Las personas que rondamos los 50 años estamos en una especie de “limbo social”…
No interesamos a los políticos porque no sumamos suficientes votos y debe ser por eso que no tenemos derecho a un abono transporte de 10 euros como los pensionistas, o incluso de 20 euros como los jóvenes… tampoco tenemos derecho a descuentos en cines, teatros o museos como los dos colectivos anteriores…
Y si tenemos que comprarnos medicinas tenemos que abonar el 50% del importe de la receta porque no tenemos derecho a una deducción mayor.
Quizá presuponen que somos un colectivo económicamente solvente, presunción extraña teniendo en cuenta que la mayoría de las personas de esta edad, aún trabajando, suelen tener que seguir manteniendo a sus hijos y pagando hipotecas (gastos de la casa y comida aparte por supuesto), con sueldos que, con suerte, rondan los 1000 euros.

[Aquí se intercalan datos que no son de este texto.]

use percent_encoding::{utf8_percent_encode, AsciiSet, NON_ALPHANUMERIC};

/// Everything JavaScript's `encodeURIComponent` escapes. Author URIs were historically minted with
/// it, so we must produce the same bytes to land on the same resources.
const URI_COMPONENT: &AsciiSet = &NON_ALPHANUMERIC
    .remove(b'-')
    .remove(b'_')
    .remove(b'.')
    .remove(b'!')
    .remove(b'~')
    .remove(b'*')
    .remove(b'\'')
    .remove(b'(')
    .remove(b')');

pub const DEFAULT_RESOURCE_BASE: &str = "http://news-provenance.org";
pub const DEFAULT_PUBLIC_BASE: &str = "http://localhost:3000";

/// Mints the URIs of articles and authors.
///
/// Two bases are involved: the *resource* base names RDF subjects (`{base}/article/{id}`), while
/// the *public* base is where humans (and QR codes) find an article (`{public}/articles/{id}`).
#[derive(Clone, Debug, PartialEq, Eq)]
pub struct UriScheme {
    resource_base: String,
    public_base: String,
}

impl UriScheme {
    pub fn new(resource_base: impl Into<String>, public_base: impl Into<String>) -> Self {
        Self {
            resource_base: trim_slash(resource_base.into()),
            public_base: trim_slash(public_base.into()),
        }
    }

    pub fn resource_base(&self) -> &str {
        &self.resource_base
    }

    pub fn public_base(&self) -> &str {
        &self.public_base
    }

    /// The subject URI of an article.
    pub fn article(&self, id: &str) -> String {
        format!("{}/article/{id}", self.resource_base)
    }

    /// The prefix shared by all article subject URIs.
    pub fn article_namespace(&self) -> String {
        format!("{}/article/", self.resource_base)
    }

    /// Recovers the id from an article subject URI.
    pub fn article_id<'uri>(&self, uri: &'uri str) -> Option<&'uri str> {
        uri.strip_prefix(self.resource_base.as_str())?
            .strip_prefix("/article/")
            .filter(|id| !id.is_empty())
    }

    /// The subject URI of an author. Authors are identified by their display name only.
    pub fn author(&self, name: &str) -> String {
        format!(
            "{}/author/{}",
            self.resource_base,
            utf8_percent_encode(name, URI_COMPONENT)
        )
    }

    /// The canonical public URL of an article.
    pub fn public_url(&self, id: &str) -> String {
        format!("{}/articles/{id}", self.public_base)
    }
}

impl Default for UriScheme {
    fn default() -> Self {
        Self::new(DEFAULT_RESOURCE_BASE, DEFAULT_PUBLIC_BASE)
    }
}

fn trim_slash(mut value: String) -> String {
    while value.ends_with('/') {
        value.pop();
    }
    value
}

Sumados pues mis “no derechos”, (alguno se me habrá quedado seguro en el tintero pero creo que la enumeración es suficientemente ilustrativa), creo que yo solita podría derogar la Constitución entera. Si elevo una protesta ahora ante el Constitucional, quizá de aquí a los 15 años que me quedan para jubilarme pueda conseguir una solución a este problema de los “no derechos”… eso sí, agradecería enormemente a quien tuviera a bien escucharme en las altas esferas políticas que no se demorara mucho en su respuesta…en junio del año que viene ya sí que cumplo los 50.